From 3.75: In the September 2003 study of volunteerism in the U.S. conducted by the Bureau of Labor Statistics, 25.1% of men and 32.2% of women surveyed said that they had done volunteer work for or through an organization in the previous year.

Reconsider the previous question and the study about volunteerism.

  1. Suppose that the sample sizes had been the same for men and for women. Determine the smallest sample size so that the difference between the observed sample proportions of 0.251 and 0.322 would be significant at the 0.05 level (with a two-sided test).

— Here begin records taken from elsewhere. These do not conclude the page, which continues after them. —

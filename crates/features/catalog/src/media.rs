//! Logos and screenshots.

use crate::error::{CatalogError, invalid};
use crate::model::{Project, ProjectImage};
use crate::projects::ensure_editor;
use crate::{CatalogInner, blocking, discard};
use chrono::Utc;
use image::{GenericImageView, ImageFormat};
use pmgr_kernel::domain::constants::{IMAGE_MAX_SIDE, LOGO_MAX_SIDE, MAX_IMAGES_PER_PROJECT, fields};
use pmgr_kernel::domain::project::ProjectKey;
use pmgr_kernel::safe_nanoid;

/// Decodes `bytes` and returns the file extension to store it under.
fn decode(field: &'static str, label: &str, bytes: &[u8], max_side: u32) -> Result<&'static str, CatalogError> {
    let not_an_image = || {
        invalid(
            field,
            "Upload a valid image. The file you uploaded was either not an image or a corrupted image.",
        )
    };
    let format = image::guess_format(bytes).map_err(|_| not_an_image())?;
    let ext = match format {
        ImageFormat::Png => "png",
        ImageFormat::Jpeg => "jpg",
        ImageFormat::WebP => "webp",
        _ => return Err(not_an_image()),
    };

    let (width, height) = image::load_from_memory_with_format(bytes, format)
        .map_err(|_| not_an_image())?
        .dimensions();
    if width > max_side {
        return Err(invalid(field, format!("{label} width must be no more than {max_side}.")));
    }
    if height > max_side {
        return Err(invalid(field, format!("{label} height must be no more than {max_side}.")));
    }
    Ok(ext)
}

/// Next free `NNNN` stem after the highest numbered file among `taken` (names or media paths).
fn next_image_stem<'a>(taken: impl IntoIterator<Item = &'a str>) -> String {
    let highest = taken
        .into_iter()
        .filter_map(|path| path.rsplit('/').next()?.split('.').next()?.parse::<u32>().ok())
        .max()
        .unwrap_or(0);
    format!("{:04}", highest + 1)
}

impl CatalogInner {
    /// Replaces the project's logo.
    ///
    /// # Errors
    ///
    /// Rejects undecodable images and logos larger than the allowed size.
    pub async fn set_logo(
        &self,
        key: &ProjectKey,
        bytes: Vec<u8>,
        actor: u64,
    ) -> Result<Project, CatalogError> {
        ensure_editor(self.store.read().project(key)?, actor)?;
        let (ext, bytes) = blocking(move || {
            let ext = decode(fields::LOGO, "Logo", &bytes, LOGO_MAX_SIDE)?;
            Ok((ext, bytes))
        })
        .await?;

        let file = format!("logos/{}.{ext}", key.media_dir());
        self.media.write(&file, &bytes).await?;

        let previous = {
            let mut state = self.store.write();
            let project = state.project_mut(key)?;
            let previous = project.logo.replace(file.clone());
            project.modified = Utc::now();
            previous
        };
        if let Some(previous) = previous.filter(|previous| *previous != file) {
            discard(&self.media, &previous).await;
        }
        self.project(key)
    }

    /// Adds a screenshot as `images/{project}/{NNNN}.{ext}`.
    ///
    /// # Errors
    ///
    /// Rejects undecodable or oversized images and projects at the image limit.
    pub async fn add_image(
        &self,
        key: &ProjectKey,
        bytes: Vec<u8>,
        actor: u64,
    ) -> Result<ProjectImage, CatalogError> {
        let limit_reached = || {
            invalid(
                fields::IMAGE,
                format!("Maximum number of images ({MAX_IMAGES_PER_PROJECT}) reached."),
            )
        };
        {
            let state = self.store.read();
            let project = state.project(key)?;
            ensure_editor(project, actor)?;
            if project.images.len() >= MAX_IMAGES_PER_PROJECT {
                return Err(limit_reached());
            }
        }

        let (ext, bytes) = blocking(move || {
            let ext = decode(fields::IMAGE, "Image", &bytes, IMAGE_MAX_SIDE)?;
            Ok((ext, bytes))
        })
        .await?;

        let dir = format!("images/{}", key.media_dir());
        let on_disk = self.media.list(&dir).await?;
        let file = {
            let mut state = self.store.write();
            let prefix = format!("{dir}/");
            let pending: Vec<String> =
                state.pending.iter().filter(|path| path.starts_with(&prefix)).cloned().collect();
            let project = state.project(key)?;
            if project.images.len() + pending.len() >= MAX_IMAGES_PER_PROJECT {
                return Err(limit_reached());
            }
            let taken = on_disk
                .iter()
                .map(String::as_str)
                .chain(project.images.iter().map(|image| image.file.as_str()))
                .chain(pending.iter().map(String::as_str));
            let file = format!("{dir}/{}.{ext}", next_image_stem(taken));
            state.pending.insert(file.clone());
            file
        };

        if let Err(err) = self.media.write(&file, &bytes).await {
            self.store.write().pending.remove(&file);
            return Err(err.into());
        }

        let added = {
            let mut state = self.store.write();
            state.pending.remove(&file);
            state.project_mut(key).and_then(|project| {
                if project.images.len() >= MAX_IMAGES_PER_PROJECT {
                    return Err(limit_reached());
                }
                let image = ProjectImage { id: safe_nanoid!(), file: file.clone(), created: Utc::now() };
                project.images.push(image.clone());
                project.modified = image.created;
                Ok(image)
            })
        };
        if added.is_err() {
            discard(&self.media, &file).await;
        }
        added
    }

    /// # Errors
    ///
    /// [`CatalogError::NotFound`] for unknown image ids.
    pub async fn remove_image(&self, key: &ProjectKey, id: &str, actor: u64) -> Result<(), CatalogError> {
        let file = {
            let mut state = self.store.write();
            let project = state.project_mut(key)?;
            ensure_editor(project, actor)?;
            let index = project
                .images
                .iter()
                .position(|image| image.id == id)
                .ok_or_else(|| CatalogError::not_found(format!("No image \"{id}\" found.")))?;
            project.modified = Utc::now();
            project.images.remove(index).file
        };
        discard(&self.media, &file).await;
        Ok(())
    }
}

#[cfg(test)]
mod tests {
    use super::*;

    #[test]
    fn image_numbering_continues_after_highest() {
        assert_eq!(next_image_stem(std::iter::empty()), "0001");
        assert_eq!(next_image_stem(["0001.png", "0007.jpg", "notes.txt"]), "0008");
        assert_eq!(
            next_image_stem(["0002.png", "images/plugins/gungame/0003.webp"]),
            "0004"
        );
    }

    #[test]
    fn rejects_bytes_that_are_not_images() {
        let err = decode(fields::LOGO, "Logo", b"plain text", LOGO_MAX_SIDE).unwrap_err();
        assert_eq!(err.violation().map(|v| v.field), Some(fields::LOGO));
    }
}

  2. For the sample sizes that you found in (a), would the same difference in sample proportions (0.071) have been significant if the sample proportions had been 0.451 and 0.522? Report the test statistic and p-value in this case.

  3. Repeat (b) with the same difference in sample proportions (0.071), but assuming that the sample proportions had been 0.051 and 0.122.

  4. Summarize your findings from this analysis.